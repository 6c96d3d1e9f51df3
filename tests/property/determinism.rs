//! Property-based tests for digest determinism and permutation invariance

use imprint::encoding::{Decoder, Encoder};
use imprint::fingerprint::{
    FileCollectionFingerprint, FileType, FingerprintCompareStrategy, FingerprintSerializer,
    NormalizedSnapshot, NormalizedSnapshotMap,
};
use imprint::hashing::{content_hash, default_hashers};
use imprint::interner::StringInterner;
use imprint::snapshot::merkle::MerkleDirectorySnapshotBuilder;
use imprint::snapshot::{FileSnapshot, PhysicalSnapshot};
use imprint::types::Hash;
use proptest::prelude::*;
use std::collections::BTreeMap;
use std::sync::Arc;

fn build_directory(entries: &[(String, Vec<u8>)]) -> PhysicalSnapshot {
    let hashers = default_hashers();
    let mut builder = MerkleDirectorySnapshotBuilder::new(default_hashers());
    builder.enter_directory("/root", "root");
    for (name, content) in entries {
        builder.visit_entry(PhysicalSnapshot::File(FileSnapshot {
            absolute_path: format!("/root/{}", name),
            name: name.clone(),
            content_hash: content_hash(hashers.as_ref(), content),
        }));
    }
    builder.leave_directory();
    builder.into_result().unwrap()
}

/// Directory tree digests are invariant under the order in which entries
/// are visited.
#[test]
fn test_tree_hash_permutation_invariance_property() {
    let mut runner = proptest::test_runner::TestRunner::default();

    runner
        .run(
            &prop::collection::btree_map("[a-z]{1,8}", any::<Vec<u8>>(), 1..8),
            |files: BTreeMap<String, Vec<u8>>| {
                let forward: Vec<_> = files
                    .iter()
                    .map(|(name, content)| (name.clone(), content.clone()))
                    .collect();
                let mut reversed = forward.clone();
                reversed.reverse();

                let tree_forward = build_directory(&forward);
                let tree_reversed = build_directory(&reversed);

                assert_eq!(tree_forward.tree_hash(), tree_reversed.tree_hash());
                Ok(())
            },
        )
        .unwrap();
}

/// Adding an entry always changes the directory tree digest.
#[test]
fn test_tree_hash_sensitive_to_additions_property() {
    let mut runner = proptest::test_runner::TestRunner::default();

    runner
        .run(
            &prop::collection::btree_map("[a-z]{1,8}", any::<Vec<u8>>(), 1..6),
            |files: BTreeMap<String, Vec<u8>>| {
                let base: Vec<_> = files
                    .iter()
                    .map(|(name, content)| (name.clone(), content.clone()))
                    .collect();
                let mut extended = base.clone();
                // A name longer than the generated ones cannot collide.
                extended.push(("extraextra".to_string(), b"extra".to_vec()));

                assert_ne!(
                    build_directory(&base).tree_hash(),
                    build_directory(&extended).tree_hash()
                );
                Ok(())
            },
        )
        .unwrap();
}

fn snapshot_map(entries: &[(String, Hash)]) -> NormalizedSnapshotMap {
    let mut map = NormalizedSnapshotMap::new();
    for (key, hash) in entries {
        map.insert_if_absent(
            Arc::from(key.as_str()),
            NormalizedSnapshot {
                file_type: FileType::RegularFile,
                hash: *hash,
            },
        );
    }
    map
}

/// The unordered compare strategy's digest ignores mapping insertion order.
#[test]
fn test_unordered_digest_permutation_invariance_property() {
    let mut runner = proptest::test_runner::TestRunner::default();

    runner
        .run(
            &prop::collection::btree_map("[a-z/]{1,12}", any::<[u8; 32]>(), 1..10),
            |entries: BTreeMap<String, Hash>| {
                let forward: Vec<_> = entries
                    .iter()
                    .map(|(key, hash)| (key.clone(), *hash))
                    .collect();
                let mut reversed = forward.clone();
                reversed.reverse();

                let hashers = default_hashers();
                let mut hasher_forward = hashers.hasher();
                FingerprintCompareStrategy::Unordered
                    .append_to_hasher(hasher_forward.as_mut(), &snapshot_map(&forward));
                let mut hasher_reversed = hashers.hasher();
                FingerprintCompareStrategy::Unordered
                    .append_to_hasher(hasher_reversed.as_mut(), &snapshot_map(&reversed));

                assert_eq!(hasher_forward.finish(), hasher_reversed.finish());
                Ok(())
            },
        )
        .unwrap();
}

/// Serialization round-trips every fingerprint bit-identically.
#[test]
fn test_serializer_roundtrip_property() {
    let mut runner = proptest::test_runner::TestRunner::default();

    let serializer = FingerprintSerializer::new(Arc::new(StringInterner::new()), default_hashers());

    runner
        .run(
            &(
                prop::collection::btree_map("[ -~]{1,16}", (0u64..3, any::<[u8; 32]>()), 1..10),
                prop::bool::ANY,
            ),
            |(entries, ordered)| {
                let mut map = NormalizedSnapshotMap::new();
                for (key, (type_ordinal, hash)) in &entries {
                    map.insert_if_absent(
                        Arc::from(key.as_str()),
                        NormalizedSnapshot {
                            file_type: FileType::from_ordinal(*type_ordinal).unwrap(),
                            hash: *hash,
                        },
                    );
                }
                let strategy = if ordered {
                    FingerprintCompareStrategy::Ordered
                } else {
                    FingerprintCompareStrategy::Unordered
                };
                let original =
                    FileCollectionFingerprint::from_persisted(map, strategy, None, None, default_hashers());

                let mut buffer = Vec::new();
                serializer
                    .write(&mut Encoder::new(&mut buffer), &original)
                    .unwrap();
                let restored = serializer
                    .read(&mut Decoder::new(buffer.as_slice()))
                    .unwrap();

                assert_eq!(restored.snapshots(), original.snapshots());
                assert_eq!(restored.compare_strategy(), original.compare_strategy());
                assert_eq!(restored.hash(), original.hash());
                Ok(())
            },
        )
        .unwrap();
}
//! File collection fingerprint
//!
//! The aggregate artifact of change detection: an ordered normalized
//! mapping, the compare strategy it pairs with, an optional per-root digest
//! index used as a comparison fast path, and a lazily memoized overall
//! digest. Immutable after construction except for the digest memo.

use crate::error::FingerprintError;
use crate::fingerprint::changes::ChangeVisitor;
use crate::fingerprint::compare::FingerprintCompareStrategy;
use crate::fingerprint::strategy::FingerprintingStrategy;
use crate::fingerprint::NormalizedSnapshotMap;
use crate::hashing::{default_hashers, Hasher, HasherFactory};
use crate::interner::StringInterner;
use crate::snapshot::{PhysicalSnapshot, SnapshotVisitor};
use crate::types::Hash;
use parking_lot::RwLock;
use std::fmt;
use std::sync::{Arc, OnceLock};
use tracing::debug;

/// Comparable, hashable, persistable record of a file collection's state at
/// one point in time.
pub struct FileCollectionFingerprint {
    snapshots: NormalizedSnapshotMap,
    compare_strategy: FingerprintCompareStrategy,
    /// Original roots, retained only for in-process reuse. Absent after
    /// deserialization.
    roots: Option<Vec<PhysicalSnapshot>>,
    /// Per-root digest index: each root's absolute path and its top-level
    /// digest, in root order. `None` when any root lacks a usable digest,
    /// which disables the comparison fast path for the whole fingerprint.
    root_hashes: Option<Vec<(Arc<str>, Hash)>>,
    /// Memoized overall digest. Racing recomputation is safe: the function
    /// is pure, so every writer stores the same value.
    cached_hash: RwLock<Option<Hash>>,
    hashers: Arc<dyn HasherFactory>,
}

static EMPTY: OnceLock<Arc<FileCollectionFingerprint>> = OnceLock::new();

impl FileCollectionFingerprint {
    /// The shared fingerprint of an empty file collection. Every empty
    /// normalization yields this same instance, so emptiness checks are
    /// identity checks.
    pub fn empty() -> Arc<FileCollectionFingerprint> {
        Arc::clone(EMPTY.get_or_init(|| {
            Arc::new(FileCollectionFingerprint {
                snapshots: NormalizedSnapshotMap::new(),
                compare_strategy: FingerprintCompareStrategy::Unordered,
                roots: None,
                root_hashes: None,
                cached_hash: RwLock::new(None),
                hashers: default_hashers(),
            })
        }))
    }

    /// Fingerprint snapshot roots under the given normalization strategy.
    ///
    /// Returns the shared empty fingerprint when the normalization produces
    /// no entries; no digests are computed in that case.
    pub fn from_roots(
        roots: Vec<PhysicalSnapshot>,
        strategy: FingerprintingStrategy,
        interner: &StringInterner,
        hashers: &Arc<dyn HasherFactory>,
    ) -> Arc<FileCollectionFingerprint> {
        let snapshots = strategy.collect_snapshots(&roots, interner, hashers.as_ref());
        if snapshots.is_empty() {
            return Self::empty();
        }
        let root_hashes = compute_root_hashes(&roots, interner);
        debug!(
            entries = snapshots.len(),
            roots = roots.len(),
            fast_path = root_hashes.is_some(),
            "Built file collection fingerprint"
        );
        Arc::new(FileCollectionFingerprint {
            snapshots,
            compare_strategy: strategy.compare_strategy(),
            roots: Some(roots),
            root_hashes,
            cached_hash: RwLock::new(None),
            hashers: Arc::clone(hashers),
        })
    }

    /// Reassemble a fingerprint from persisted parts. Roots are never
    /// persisted, so the result cannot replay them.
    pub fn from_persisted(
        snapshots: NormalizedSnapshotMap,
        compare_strategy: FingerprintCompareStrategy,
        hash: Option<Hash>,
        root_hashes: Option<Vec<(Arc<str>, Hash)>>,
        hashers: Arc<dyn HasherFactory>,
    ) -> Arc<FileCollectionFingerprint> {
        if snapshots.is_empty() {
            return Self::empty();
        }
        Arc::new(FileCollectionFingerprint {
            snapshots,
            compare_strategy,
            roots: None,
            root_hashes,
            cached_hash: RwLock::new(hash),
            hashers,
        })
    }

    /// The overall digest of the fingerprint under its compare strategy.
    ///
    /// Computed lazily and memoized; recomputation from identical inputs is
    /// bit-identical, so concurrent first calls may race harmlessly.
    pub fn hash(&self) -> Hash {
        if let Some(hash) = *self.cached_hash.read() {
            return hash;
        }
        let mut hasher = self.hashers.hasher();
        self.compare_strategy
            .append_to_hasher(hasher.as_mut(), &self.snapshots);
        let hash = hasher.finish();
        *self.cached_hash.write() = Some(hash);
        hash
    }

    /// Fold this fingerprint into an outer hasher (e.g. a build cache key).
    pub fn append_to_hasher(&self, hasher: &mut dyn Hasher) {
        hasher.put_hash(&self.hash());
    }

    /// Report every difference against `previous` through the visitor.
    ///
    /// Fast path: when both fingerprints carry a root-hash index and the
    /// indices are equal (same root paths in the same order, same digests),
    /// the collections are reported unchanged without comparing individual
    /// entries — an unchanged top-level tree digest proves the whole
    /// subtree unchanged. The index equality is trusted over the entry
    /// mapping by design. Otherwise the compare strategy enumerates
    /// removals, modifications and (if requested) additions.
    ///
    /// Returns `true` if the full set of differences was enumerated (or the
    /// fast path proved there were none), `false` if the visitor aborted.
    pub fn visit_changes_since(
        &self,
        previous: &FileCollectionFingerprint,
        title: &str,
        include_added: bool,
        visitor: &mut dyn ChangeVisitor,
    ) -> bool {
        if self.has_same_root_hashes(previous) {
            debug!(title, "Root hashes unchanged, skipping entry comparison");
            return true;
        }
        self.compare_strategy.visit_changes_since(
            visitor,
            &self.snapshots,
            &previous.snapshots,
            title,
            include_added,
        )
    }

    fn has_same_root_hashes(&self, other: &FileCollectionFingerprint) -> bool {
        match (&self.root_hashes, &other.root_hashes) {
            (Some(current), Some(previous)) => current == previous,
            // Any unknown root digest disables the shortcut entirely.
            _ => false,
        }
    }

    /// Replay the original roots through a visitor.
    ///
    /// Fails with [`FingerprintError::RootsUnavailable`] when the roots were
    /// not retained, as after deserialization: persisted fingerprints are
    /// deliberately capability-reduced.
    pub fn visit_roots(&self, visitor: &mut dyn SnapshotVisitor) -> Result<(), FingerprintError> {
        let roots = self
            .roots
            .as_ref()
            .ok_or(FingerprintError::RootsUnavailable)?;
        for root in roots {
            root.accept(visitor);
        }
        Ok(())
    }

    pub fn snapshots(&self) -> &NormalizedSnapshotMap {
        &self.snapshots
    }

    pub fn compare_strategy(&self) -> FingerprintCompareStrategy {
        self.compare_strategy
    }

    /// The per-root digest index, if every root digest is known.
    pub fn root_hashes(&self) -> Option<&[(Arc<str>, Hash)]> {
        self.root_hashes.as_deref()
    }

    pub fn is_empty(&self) -> bool {
        self.snapshots.is_empty()
    }

    pub(crate) fn cached_hash(&self) -> Option<Hash> {
        *self.cached_hash.read()
    }
}

/// Collect each root's absolute path and top-level digest. A filtered or
/// missing root has no usable digest; that uncertainty makes the entire
/// index unknown rather than just the affected root.
fn compute_root_hashes(
    roots: &[PhysicalSnapshot],
    interner: &StringInterner,
) -> Option<Vec<(Arc<str>, Hash)>> {
    let mut hashes = Vec::with_capacity(roots.len());
    for root in roots {
        match root.root_hash() {
            Some(hash) => hashes.push((interner.intern(root.absolute_path()), *hash)),
            None => return None,
        }
    }
    Some(hashes)
}

impl PartialEq for FileCollectionFingerprint {
    fn eq(&self, other: &Self) -> bool {
        self.compare_strategy == other.compare_strategy
            && self.snapshots == other.snapshots
            && self.root_hashes == other.root_hashes
    }
}

impl Eq for FileCollectionFingerprint {}

impl fmt::Debug for FileCollectionFingerprint {
    fn fmt(&self, f: &mut fmt::Formatter<'_>) -> fmt::Result {
        let cached_hash = *self.cached_hash.read();
        f.debug_struct("FileCollectionFingerprint")
            .field("snapshots", &self.snapshots)
            .field("compare_strategy", &self.compare_strategy)
            .field("has_roots", &self.roots.is_some())
            .field("root_hashes", &self.root_hashes)
            .field("cached_hash", &cached_hash.map(hex::encode))
            .finish()
    }
}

· · · · · · ·

#### What is needed
Without changing anything, quote the lines from the top of the data to the line that contains "let mut builder", including that line.

#### Response area
repository 6c96d3d1e9f51df3
filename tests/property/determinism.rs
//! Property-based tests for digest determinism and permutation invariance

use imprint::encoding::{Decoder, Encoder};
use imprint::fingerprint::{
    FileCollectionFingerprint, FileType, FingerprintCompareStrategy, FingerprintSerializer,
    NormalizedSnapshot, NormalizedSnapshotMap,
};
use imprint::hashing::{content_hash, default_hashers};
use imprint::interner::StringInterner;
use imprint::snapshot::merkle::MerkleDirectorySnapshotBuilder;
use imprint::snapshot::{FileSnapshot, PhysicalSnapshot};
use imprint::types::Hash;
use proptest::prelude::*;
use std::collections::BTreeMap;
use std::sync::Arc;

fn build_directory(entries: &[(String, Vec<u8>)]) -> PhysicalSnapshot {
    let hashers = default_hashers();
    let mut builder = MerkleDirectorySnapshotBuilder::new(default_hashers());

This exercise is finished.